§ **What this task involves**
In your reply, reproduce the lines from the first one below to the line containing "let one_minus_dx = 1.0 - dx;", inclusive, exactly as they stand.

[Collected data entries]
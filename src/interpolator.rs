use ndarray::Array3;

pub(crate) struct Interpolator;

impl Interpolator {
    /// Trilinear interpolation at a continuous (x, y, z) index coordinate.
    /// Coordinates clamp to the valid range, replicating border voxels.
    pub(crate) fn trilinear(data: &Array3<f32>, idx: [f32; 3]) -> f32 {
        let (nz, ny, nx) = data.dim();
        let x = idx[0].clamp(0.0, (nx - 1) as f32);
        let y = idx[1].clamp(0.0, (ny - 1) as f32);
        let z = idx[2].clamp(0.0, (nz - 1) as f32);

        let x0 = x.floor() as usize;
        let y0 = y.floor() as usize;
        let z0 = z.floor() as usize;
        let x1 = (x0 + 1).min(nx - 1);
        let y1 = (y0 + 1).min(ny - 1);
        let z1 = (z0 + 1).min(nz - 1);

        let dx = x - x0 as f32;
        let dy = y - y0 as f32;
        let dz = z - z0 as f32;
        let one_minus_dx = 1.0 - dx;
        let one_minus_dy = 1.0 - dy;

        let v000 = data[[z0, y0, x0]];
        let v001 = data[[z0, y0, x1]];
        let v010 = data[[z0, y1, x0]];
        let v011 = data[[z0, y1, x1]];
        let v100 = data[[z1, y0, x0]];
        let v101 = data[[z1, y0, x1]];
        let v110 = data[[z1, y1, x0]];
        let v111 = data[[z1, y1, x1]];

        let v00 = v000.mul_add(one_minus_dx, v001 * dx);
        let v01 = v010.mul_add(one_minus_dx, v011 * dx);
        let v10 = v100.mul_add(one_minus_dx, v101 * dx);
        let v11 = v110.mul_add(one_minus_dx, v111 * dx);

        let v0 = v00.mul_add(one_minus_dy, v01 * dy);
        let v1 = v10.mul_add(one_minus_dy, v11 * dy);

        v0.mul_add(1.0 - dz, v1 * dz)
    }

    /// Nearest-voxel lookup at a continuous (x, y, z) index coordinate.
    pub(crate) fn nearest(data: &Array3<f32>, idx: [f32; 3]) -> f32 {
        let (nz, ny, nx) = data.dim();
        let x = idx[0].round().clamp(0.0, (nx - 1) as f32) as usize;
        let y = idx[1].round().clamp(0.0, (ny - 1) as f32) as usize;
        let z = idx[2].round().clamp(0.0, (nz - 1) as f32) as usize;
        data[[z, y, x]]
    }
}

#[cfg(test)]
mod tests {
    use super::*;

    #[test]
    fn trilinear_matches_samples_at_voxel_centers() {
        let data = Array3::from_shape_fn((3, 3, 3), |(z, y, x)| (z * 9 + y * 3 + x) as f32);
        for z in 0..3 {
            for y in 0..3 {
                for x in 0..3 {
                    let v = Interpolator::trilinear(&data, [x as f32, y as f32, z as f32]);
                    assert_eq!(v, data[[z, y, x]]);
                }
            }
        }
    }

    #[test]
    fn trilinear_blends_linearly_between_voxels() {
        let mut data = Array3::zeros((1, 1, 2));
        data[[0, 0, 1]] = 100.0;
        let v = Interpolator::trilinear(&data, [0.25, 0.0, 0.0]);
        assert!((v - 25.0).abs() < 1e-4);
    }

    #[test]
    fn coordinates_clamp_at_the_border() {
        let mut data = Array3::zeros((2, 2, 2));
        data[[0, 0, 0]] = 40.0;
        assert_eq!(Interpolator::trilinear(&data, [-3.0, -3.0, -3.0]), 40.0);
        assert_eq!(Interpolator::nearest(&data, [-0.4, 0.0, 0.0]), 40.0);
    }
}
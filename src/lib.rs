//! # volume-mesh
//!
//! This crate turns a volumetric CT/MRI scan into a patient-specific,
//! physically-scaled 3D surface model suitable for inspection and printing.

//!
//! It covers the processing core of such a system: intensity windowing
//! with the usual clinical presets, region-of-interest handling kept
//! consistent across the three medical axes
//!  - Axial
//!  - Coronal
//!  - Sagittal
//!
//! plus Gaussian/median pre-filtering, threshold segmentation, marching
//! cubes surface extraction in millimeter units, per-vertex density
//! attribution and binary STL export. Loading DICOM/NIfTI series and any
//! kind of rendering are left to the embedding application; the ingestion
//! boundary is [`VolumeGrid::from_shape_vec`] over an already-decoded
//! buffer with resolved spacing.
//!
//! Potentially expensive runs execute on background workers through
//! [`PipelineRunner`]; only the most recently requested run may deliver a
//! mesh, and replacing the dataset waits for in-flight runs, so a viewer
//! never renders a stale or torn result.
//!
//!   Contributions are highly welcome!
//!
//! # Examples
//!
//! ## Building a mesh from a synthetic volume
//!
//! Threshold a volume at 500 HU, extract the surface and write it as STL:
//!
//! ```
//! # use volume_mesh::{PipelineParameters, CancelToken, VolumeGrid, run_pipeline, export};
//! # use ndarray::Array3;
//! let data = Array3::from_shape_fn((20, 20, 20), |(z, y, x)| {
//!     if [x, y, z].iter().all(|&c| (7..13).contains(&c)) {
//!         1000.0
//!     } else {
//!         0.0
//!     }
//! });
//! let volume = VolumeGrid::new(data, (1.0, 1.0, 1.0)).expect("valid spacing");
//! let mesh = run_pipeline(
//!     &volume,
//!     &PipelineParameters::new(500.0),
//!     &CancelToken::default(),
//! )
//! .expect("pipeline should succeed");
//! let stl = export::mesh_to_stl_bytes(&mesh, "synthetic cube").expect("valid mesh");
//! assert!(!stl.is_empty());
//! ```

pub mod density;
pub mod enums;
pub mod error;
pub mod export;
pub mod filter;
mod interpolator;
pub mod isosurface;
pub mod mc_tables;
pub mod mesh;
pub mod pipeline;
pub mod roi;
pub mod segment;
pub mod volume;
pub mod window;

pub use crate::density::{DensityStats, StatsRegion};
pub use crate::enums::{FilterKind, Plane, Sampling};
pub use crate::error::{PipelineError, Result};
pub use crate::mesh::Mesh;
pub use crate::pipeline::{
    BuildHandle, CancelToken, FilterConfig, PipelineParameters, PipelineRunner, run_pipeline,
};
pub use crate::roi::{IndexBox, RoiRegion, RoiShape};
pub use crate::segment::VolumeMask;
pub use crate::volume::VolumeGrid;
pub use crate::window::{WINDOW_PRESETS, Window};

§ **Reply**
filename src/interpolator.rs
use ndarray::Array3;

pub(crate) struct Interpolator;

impl Interpolator {
    /// Trilinear interpolation at a continuous (x, y, z) index coordinate.
    /// Coordinates clamp to the valid range, replicating border voxels.
    pub(crate) fn trilinear(data: &Array3<f32>, idx: [f32; 3]) -> f32 {
        let (nz, ny, nx) = data.dim();
        let x = idx[0].clamp(0.0, (nx - 1) as f32);
        let y = idx[1].clamp(0.0, (ny - 1) as f32);
        let z = idx[2].clamp(0.0, (nz - 1) as f32);

        let x0 = x.floor() as usize;
        let y0 = y.floor() as usize;
        let z0 = z.floor() as usize;
        let x1 = (x0 + 1).min(nx - 1);
        let y1 = (y0 + 1).min(ny - 1);
        let z1 = (z0 + 1).min(nz - 1);

        let dx = x - x0 as f32;
        let dy = y - y0 as f32;
        let dz = z - z0 as f32;
        let one_minus_dx = 1.0 - dx;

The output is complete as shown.